Melindo did some shadowboxing for 30 minutes at the hotel Wednesday, and has been careful to bundle up for the winter weather whenever leaving the hotel, trainer Edito Villamor says, adding that he weighed 110.6 pounds when they weighed him after exercising.

Prior to his last fight, a split-decision win over Hekkie Budler in September, Melindo had to return to the scale after coming in over the limit. He took just one week off after that fight, in which he sustained two serious cuts, one over each eye, before resuming training. 

He says the cuts are fully healed and he’s looking forward to returning to the country where he finally became a world champion in his third opportunity, when he stopped Akira Yaegashi in the first round this past May after scoring 3 quick knockdowns.

“When you’re an underdog and the crowd is cheering for your opponent, it gives you more strength,” said Melindo, who is two years younger than Taguchi at 29.

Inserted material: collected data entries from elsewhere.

// SPDX-License-Identifier: MIT

//! Output formatting shared by every subcommand: a `--json` escape hatch
//! plus a minimal column table for the human-readable path, in the
//! teacher's `format_or_json`/`Table` style, scaled down to spindle's
//! smaller set of printable shapes.

use serde::Serialize;

#[derive(Debug, Clone, Copy, PartialEq, Eq, clap::ValueEnum)]
pub enum OutputFormat {
    Text,
    Json,
}

/// Render `value` as pretty JSON, or fall back to `human` for text mode.
pub fn format_or_json<T: Serialize>(format: OutputFormat, value: &T, human: impl FnOnce()) -> anyhow::Result<()> {
    match format {
        OutputFormat::Json => println!("{}", serde_json::to_string_pretty(value)?),
        OutputFormat::Text => human(),
    }
    Ok(())
}

pub struct Table {
    headers: Vec<&'static str>,
    rows: Vec<Vec<String>>,
}

impl Table {
    pub fn new(headers: Vec<&'static str>) -> Self {
        Self { headers, rows: Vec::new() }
    }

    pub fn row(&mut self, cells: Vec<String>) {
        self.rows.push(cells);
    }

    pub fn render(&self) {
        let mut widths: Vec<usize> = self.headers.iter().map(|h| h.len()).collect();
        for row in &self.rows {
            for (i, cell) in row.iter().enumerate() {
                widths[i] = widths[i].max(cell.len());
            }
        }

        let header_line: Vec<String> =
            self.headers.iter().enumerate().map(|(i, h)| format!("{:<width$}", h, width = widths[i])).collect();
        println!("{}", header_line.join("  "));

        for row in &self.rows {
            let line: Vec<String> =
                row.iter().enumerate().map(|(i, cell)| format!("{:<width$}", cell, width = widths[i])).collect();
            println!("{}", line.join("  "));
        }
    }
}

#[cfg(test)]
mod tests {
    use super::*;

    #[test]
    fn format_or_json_picks_json_only_in_json_mode() {
        let mut human_called = false;
        format_or_json(OutputFormat::Text, &serde_json::json!({"a": 1}), || human_called = true).unwrap();
        assert!(human_called);
    }

    #[test]
    fn format_or_json_serializes_the_value_in_json_mode() {
        format_or_json(OutputFormat::Json, &serde_json::json!({"a": 1}), || panic!("should not run")).unwrap();
    }

    #[test]
    fn table_widths_track_the_longest_cell_per_column() {
        let mut table = Table::new(vec!["ID", "TITLE"]);
        table.row(vec!["1".to_string(), "A Very Long Title".to_string()]);
        table.row(vec!["22".to_string(), "Short".to_string()]);
        // render() only prints; exercised here for panics, not output shape.
        table.render();
        assert_eq!(table.rows.len(), 2);
    }
}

Taguchi will be making his seventh title defense, and will be in a title fight on New Year’s Eve for the fourth straight year. In his last fight in July, Taguchi broke down Robert Barrera with steady body work before the referee halted the bout along the ropes in the ninth round. Melindo believes that if he can nullify Taguchi’s best weapon – the left hook to the body – he can nullify Taguchi.

“He’s only got one strength, the left body shot. If you destroy that left body shot, he’s nothing,” said Melindo.

Melindo says he sparred nearly 200 rounds for this camp with his ALA gym mates Donnie Nietes, Jonas Sultan, KJ Cataraja and others, going 16 rounds twice and 12 rounds 6 times, and working six-minute rounds during his gym work on top of plyometric training with conditioning coach Pio Solon.

“I’m prepared for stamina, no problem,” said Melindo.

Melindo had pushed for unification fights since he first won the title, viewing it as his own way to leave behind a legacy as a fighter. Nonito Donaire Jr and Brian Viloria remain the only fighters of Filipino heritage to have successfully unified titles before.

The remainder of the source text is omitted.